La rivoluzione luminosa dei maestri fiamminghi

La Repubblica 4.5.09
Alla Gemäldegalerie di Berlino Rogier Van der Weyden e i suoi contemporanei
La rivoluzione luminosa dei maestri fiamminghi

BERLINO. Tutto comincia negli anni Trenta del ´400, nei Paesi Bassi, dove si sviluppa un nuovo modo, più preciso e realistico, di restituire il mondo in pittura. È l´«ars nova», secondo il dettato di Ervin Panofsky. Ma non appena gli storici dell´arte cercano di stabilire il diverso ruolo e la diversa identità dei pittori che dettero vita a quel movimento, inizia una interminabile disputa che, lungi dall´essersi risolta, resta a tutt´oggi aperta. Perciò è tanto più importante la bellissima mostra della Gemäldegalerie di Berlino (aperta fino al 21 giugno), incentrata sul Maestro di Flémalle e su Rogier Van der Weyden.
La Gemäldegalerie dispone, come noto, di una delle più importanti collezioni al mondo dei primi maestri fiamminghi del quindicesimo secolo. In questo caso però è il contributo di quadri provenienti dal resto d´Europa, dalla Russia e dagli Stati Uniti, a fare la differenza. Perché mentre in passato l´indisponibilità ai prestiti aveva reso più problematico il confronto diretto tra l´opera del Maestro di Flémalle e quella del suo allievo Rogier Van der Weyden (con tutte le disparità interpretative che ne erano discese), ora finalmente le opere stanno fianco a fianco. Davanti ai nostri occhi. Facilitando perciò stesso una comparazione chiara e puntuale. Malgrado sia ancora dibattuta l´identificazione del Maestro di Flémalle con il pittore Robert Campin (o addirittura con un singolo artista). E malgrado Rogier Van der Weyden abbia apposto firma e data soltanto a uno dei suoi quadri.

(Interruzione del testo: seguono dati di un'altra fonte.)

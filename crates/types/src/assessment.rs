// Path: crates/types/src/assessment.rs
//! Per-name, per-ownership and per-gateway assessment records.

use crate::resolution::{ProbeTimings, ResolutionFingerprint};
use serde::{Deserialize, Serialize};
use std::collections::{BTreeMap, BTreeSet};

/// The fraction of assessed names that must pass for a gateway to pass.
pub const NAME_PASS_THRESHOLD: f64 = 0.8;

/// The outcome of comparing a gateway's resolution of one name against the
/// reference gateway's resolution.
#[derive(Debug, Clone, PartialEq, Eq, Serialize, Deserialize)]
#[serde(rename_all = "camelCase")]
pub struct NameAssessment {
    /// UNIX seconds at which the assessment was made.
    pub assessed_at: u64,
    /// Status code returned by the reference gateway.
    pub expected_status_code: Option<u16>,
    /// Status code returned by the assessed gateway.
    pub resolved_status_code: Option<u16>,
    /// Resolved id returned by the reference gateway.
    pub expected_id: Option<String>,
    /// Resolved id returned by the assessed gateway.
    pub resolved_id: Option<String>,
    /// Content digest computed from the reference gateway.
    pub expected_data_hash: Option<String>,
    /// Content digest computed from the assessed gateway.
    pub resolved_data_hash: Option<String>,
    /// Whether every compared field matched.
    pub pass: bool,
    /// A human-readable description of why the assessment failed.
    #[serde(default, skip_serializing_if = "Option::is_none")]
    pub failure_reason: Option<String>,
    /// The assessed gateway's probe timings.
    #[serde(default, skip_serializing_if = "Option::is_none")]
    pub timings: Option<ProbeTimings>,
}

impl NameAssessment {
    /// Diffs `gateway` against `reference`.
    pub fn compare(
        reference: &ResolutionFingerprint,
        gateway: &ResolutionFingerprint,
        assessed_at: u64,
    ) -> Self {
        let mismatches = gateway.mismatches(reference);
        let failure_reason = if mismatches.is_empty() {
            None
        } else {
            Some(
                mismatches
                    .iter()
                    .map(|field| format!("{field} mismatch"))
                    .collect::<Vec<_>>()
                    .join(", "),
            )
        };
        Self {
            assessed_at,
            expected_status_code: reference.status_code,
            resolved_status_code: gateway.status_code,
            expected_id: reference.resolved_id.clone(),
            resolved_id: gateway.resolved_id.clone(),
            expected_data_hash: reference.data_hash_digest.clone(),
            resolved_data_hash: gateway.data_hash_digest.clone(),
            pass: failure_reason.is_none(),
            failure_reason,
            timings: gateway.timings,
        }
    }

    /// A failing assessment recording a probe error.
    pub fn failed(assessed_at: u64, reason: impl Into<String>) -> Self {
        Self {
            assessed_at,
            expected_status_code: None,
            resolved_status_code: None,
            expected_id: None,
            resolved_id: None,
            expected_data_hash: None,
            resolved_data_hash: None,
            pass: false,
            failure_reason: Some(reason.into()),
            timings: None,
        }
    }
}

/// The outcome of checking which wallet a gateway claims to be operated by.
#[derive(Debug, Clone, PartialEq, Eq, Serialize, Deserialize)]
#[serde(rename_all = "camelCase")]
pub struct OwnershipAssessment {
    /// Every wallet registered for the gateway's FQDN.
    pub expected_wallets: BTreeSet<String>,
    /// The wallet the gateway reported, if it reported one.
    pub observed_wallet: Option<String>,
    /// Whether the observed wallet is one of the expected wallets.
    pub pass: bool,
    /// Why the ownership check failed.
    #[serde(default, skip_serializing_if = "Option::is_none")]
    pub failure_reason: Option<String>,
}

/// Name assessments for one gateway, keyed by name.
#[derive(Debug, Clone, Default, PartialEq, Eq, Serialize, Deserialize)]
#[serde(rename_all = "camelCase")]
pub struct NameAssessments {
    /// Protocol-assigned names.
    pub prescribed_names: BTreeMap<String, NameAssessment>,
    /// Names the observer selected itself.
    pub chosen_names: BTreeMap<String, NameAssessment>,
}

impl NameAssessments {
    /// Whether at least [`NAME_PASS_THRESHOLD`] of the distinct names passed.
    ///
    /// A name present in both lists counts once and passes only if every
    /// assessment recorded for it passed. No names at all counts as passing.
    pub fn pass(&self) -> bool {
        let mut outcomes: BTreeMap<&str, bool> = BTreeMap::new();
        for (name, assessment) in self.prescribed_names.iter().chain(self.chosen_names.iter()) {
            let entry = outcomes.entry(name.as_str()).or_insert(true);
            *entry &= assessment.pass;
        }
        if outcomes.is_empty() {
            return true;
        }
        let passed = outcomes.values().filter(|pass| **pass).count();
        passed as f64 / outcomes.len() as f64 >= NAME_PASS_THRESHOLD
    }
}

/// The full assessment of one gateway.
#[derive(Debug, Clone, PartialEq, Eq, Serialize, Deserialize)]
#[serde(rename_all = "camelCase")]
pub struct GatewayAssessment {
    /// The ownership check.
    pub ownership_assessment: OwnershipAssessment,
    /// The name resolution checks.
    pub name_assessments: NameAssessments,
    /// `ownership && names`.
    pub pass: bool,
}

impl GatewayAssessment {
    /// Combines the two halves, deriving the overall outcome.
    pub fn new(ownership_assessment: OwnershipAssessment, name_assessments: NameAssessments) -> Self {
        let pass = ownership_assessment.pass && name_assessments.pass();
        Self {
            ownership_assessment,
            name_assessments,
            pass,
        }
    }
}

#[cfg(test)]
mod tests {
    use super::*;

    fn fingerprint(id: &str) -> ResolutionFingerprint {
        ResolutionFingerprint {
            status_code: Some(200),
            resolved_id: Some(id.into()),
            ttl_seconds: Some("3600".into()),
            content_type: Some("text/html".into()),
            content_length: Some(5),
            data_hash_digest: Some("digest".into()),
            timings: None,
        }
    }

    fn names_with(total: usize, passing: usize) -> NameAssessments {
        let mut names = NameAssessments::default();
        for i in 0..total {
            let assessment = if i < passing {
                NameAssessment::compare(&fingerprint("a"), &fingerprint("a"), 1)
            } else {
                NameAssessment::failed(1, "boom")
            };
            names.chosen_names.insert(format!("name-{i}"), assessment);
        }
        names
    }

    fn ownership(pass: bool) -> OwnershipAssessment {
        OwnershipAssessment {
            expected_wallets: BTreeSet::from(["w1".to_string()]),
            observed_wallet: Some(if pass { "w1" } else { "w2" }.to_string()),
            pass,
            failure_reason: None,
        }
    }

    #[test]
    fn test_resolved_id_difference_fails_with_reason() {
        let assessment = NameAssessment::compare(&fingerprint("a"), &fingerprint("b"), 42);
        assert!(!assessment.pass);
        let reason = assessment.failure_reason.unwrap();
        assert!(reason.contains("resolvedId mismatch"));
        assert!(!reason.contains("dataHashDigest"));
    }

    #[test]
    fn test_name_threshold_is_inclusive() {
        assert!(names_with(10, 8).pass());
        assert!(!names_with(10, 7).pass());
        assert!(names_with(0, 0).pass());
    }

    #[test]
    fn test_duplicate_name_counts_once() {
        let mut names = names_with(4, 4);
        names
            .prescribed_names
            .insert("name-0".into(), NameAssessment::failed(1, "boom"));
        // 3 of 4 distinct names pass.
        assert!(!names.pass());
    }

    #[test]
    fn test_ownership_failure_fails_gateway() {
        assert!(!GatewayAssessment::new(ownership(false), names_with(5, 5)).pass);
        assert!(GatewayAssessment::new(ownership(true), names_with(5, 5)).pass);
    }

    #[test]
    fn test_failure_reason_omitted_when_passing() {
        let assessment = NameAssessment::compare(&fingerprint("a"), &fingerprint("a"), 1);
        let json = serde_json::to_value(&assessment).unwrap();
        assert!(json.get("failureReason").is_none());
        assert_eq!(json["expectedId"], "a");
    }
}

Visitando la mostra in compagnia di uno dei due curatori (Stephan Kemperdick e Jochen Sander), ho potuto saggiare con l´occhio (guardando) e con l´orecchio (ascoltando), gli aspetti più strettamente "investigativi" della questione. Aspetti quanto mai fascinosi, ricostruiti attraverso una sorta di concreta applicazione di quel metodo indiziario di cui parlò Carlo Ginzburg in un suo famoso saggio. Comunque, anche chi non subisse questo tipo di fascino, storico e intellettuale, non abbia timori: le sessanta opere in mostra sono talmente belle che gli basterà abbandonarsi al piacere delle forme. Al succedersi dei colori. All´intensità dei volti, all´ininterrotto dispiegarsi dei paesaggi. Già, perché la prima cosa che colpisce, nella cosiddetta «ars nova», è proprio la sua sbalorditiva ricchezza, la complessità pittorica di ogni singolo quadro. Quasi che le figure rappresentate vivessero in un universo (domestico o naturale) molto più ampio di quanto accadeva in precedenza.
Il prerequisito di questa innovazione - spiegano i curatori - è di natura tecnica: l´agente principale della coesione dei pigmenti non è più la tempera, ma l´olio. Il che moltiplica le chance coloristiche dell´artista. I possibili giochi di luce e di ombra, la cura dei dettagli. Che ora risaltano sulla tela in maniera precedentemente impensabile: nella descrizione minuziosa delle rughe di un volto, nella puntuale raffigurazione del tessuto di un abito. A trarne vantaggio, naturalmente, non è soltanto la caratterizzazione del mondo visibile, ma la complessità psicologica dei personaggi: basti, per tutti, la mirabile Santa Veronica del monumentale trittico di Flémalle con cui si apre la mostra. Ma forse il tema più indicato per cogliere il senso del "salto" pittorico in atto è quello dell´Annunciazione. Al rigore ieratico impresso dai vecchi sfondi dorati, si sostituisce il costante contrappunto tra una nuova interiorità domestica e l´estensione in lontananza di "paesaggi atmosferici" animati da una vasta varietà di fenomeni luminosi che moltiplicano di continuo i piani della narrazione. In una parola, si va affermando una pittura infinitamente più ricca e perciò stesso più precisa e profonda.